Mais le pire est alors à venir et la sixième place va s’avérer maudite. Dans le 19ème tour, c’est l’Anglais Chris Bristow qui sort à Burnenville et finit décapité dans une clôture. Six tours plus tard, Allison récupère cette sixième place après l’abandon de Mairesse, mais soudain sa Lotus 18 part en travers à Burnenville (encore…), escalade un talus et s’embrase. Le pilote anglais, connu pour courir avec des voitures adaptées à son handicap (il est amputé d’une jambe) meurt de ses blessures peu après. L’explication de l’accident pourrait se résumer à « être au mauvais endroit, au mauvais moment » : il a percuté un oiseau à près de 200 km/h. Des plumes retrouvées sur ses lunettes et son casque, ainsi que des témoignages de spectateurs confirmeront cette théorie.
D’autres pilotes comme Tom Pryce (dont nous reparlerons) ou Ayrton Senna ont perdu la vie après avoir pris des projectiles (extincteur pour le Gallois, triangle de suspension pour le Brésilien) dans leur casque. Mais le sujet revient sur la table en 2009 suite à deux accidents survenus à moins d’une semaine d’intervalle.
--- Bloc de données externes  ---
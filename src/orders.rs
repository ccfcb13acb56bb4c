//! Order model and the remote order writer.

use tracing::{error, info};

use crate::appsheet::Backend;

/// A single line item of an order.
#[derive(Debug, Clone, PartialEq)]
pub struct OrderItem {
    pub product_name: String,
    pub quantity: i64,
    pub unit_value: f64,
    /// `quantity * unit_value`, fixed at the moment the item was added.
    pub line_value: f64,
}

/// The order accumulated over one conversation.
#[derive(Debug, Clone)]
pub struct Order {
    /// Millisecond-epoch id assigned when the session is created.
    pub order_id: String,
    pub customer_name: String,
    pub address: String,
    pub phone: String,
    pub items: Vec<OrderItem>,
    /// Invariant: equals the sum of every item's `line_value`.
    pub total: f64,
    /// Creation date, `YYYY-MM-DD`.
    pub date: String,
}

impl Order {
    pub fn new() -> Self {
        let now = chrono::Utc::now();
        Self {
            order_id: now.timestamp_millis().to_string(),
            customer_name: String::new(),
            address: String::new(),
            phone: String::new(),
            items: Vec::new(),
            total: 0.0,
            date: now.format("%Y-%m-%d").to_string(),
        }
    }

    /// Append a line item and add its value to the running total. Returns
    /// the line value for the confirmation message.
    pub fn add_item(&mut self, product_name: &str, quantity: i64, unit_value: f64) -> f64 {
        let line_value = unit_value * quantity as f64;
        self.items.push(OrderItem {
            product_name: product_name.to_string(),
            quantity,
            unit_value,
            line_value,
        });
        self.total += line_value;
        line_value
    }
}

impl Default for Order {
    fn default() -> Self {
        Self::new()
    }
}

/// Format a currency amount the way the chat messages show it: whole values
/// without decimals, fractional values with two.
pub fn format_money(value: f64) -> String {
    if value.fract() == 0.0 {
        format!("{}", value as i64)
    } else {
        format!("{:.2}", value)
    }
}

/// Serialize the accumulated order to the two remote tables: detail rows
/// first, then the header row, as two sequential calls.
///
/// Either failure logs and returns `false`. A header is never written after
/// a failed detail write, but detail rows already persisted when the header
/// write fails are left in place: there is no rollback and no retry, so the
/// backend can hold detail rows without a matching header.
pub async fn save_order(backend: &dyn Backend, order: &Order) -> bool {
    if let Err(e) = backend.add_order_details(order).await {
        error!(order_id = %order.order_id, error = %e, "Failed to save order detail rows");
        return false;
    }

    if let Err(e) = backend.add_order_header(order).await {
        error!(order_id = %order.order_id, error = %e, "Failed to save order header");
        return false;
    }

    info!(order_id = %order.order_id, items = order.items.len(), total = order.total, "Order saved");
    true
}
- Le 19 juillet se déroule à Brands Hatch le Grand Prix de Grande-Bretagne en Formule 2. Lors de la deuxième course, Jack Clarke part en tête-à-queue et percute le mur. Sa roue arrière-droite revient en piste et percute de plein fouet le casque d’Henry Surtees, fils du champion du monde 1964 John Surtees. Sorti inconscient de sa voiture, le jeune espoir anglais décède de ses blessures le lendemain alors qu’il avait signé la veille son premier podium dans la discipline.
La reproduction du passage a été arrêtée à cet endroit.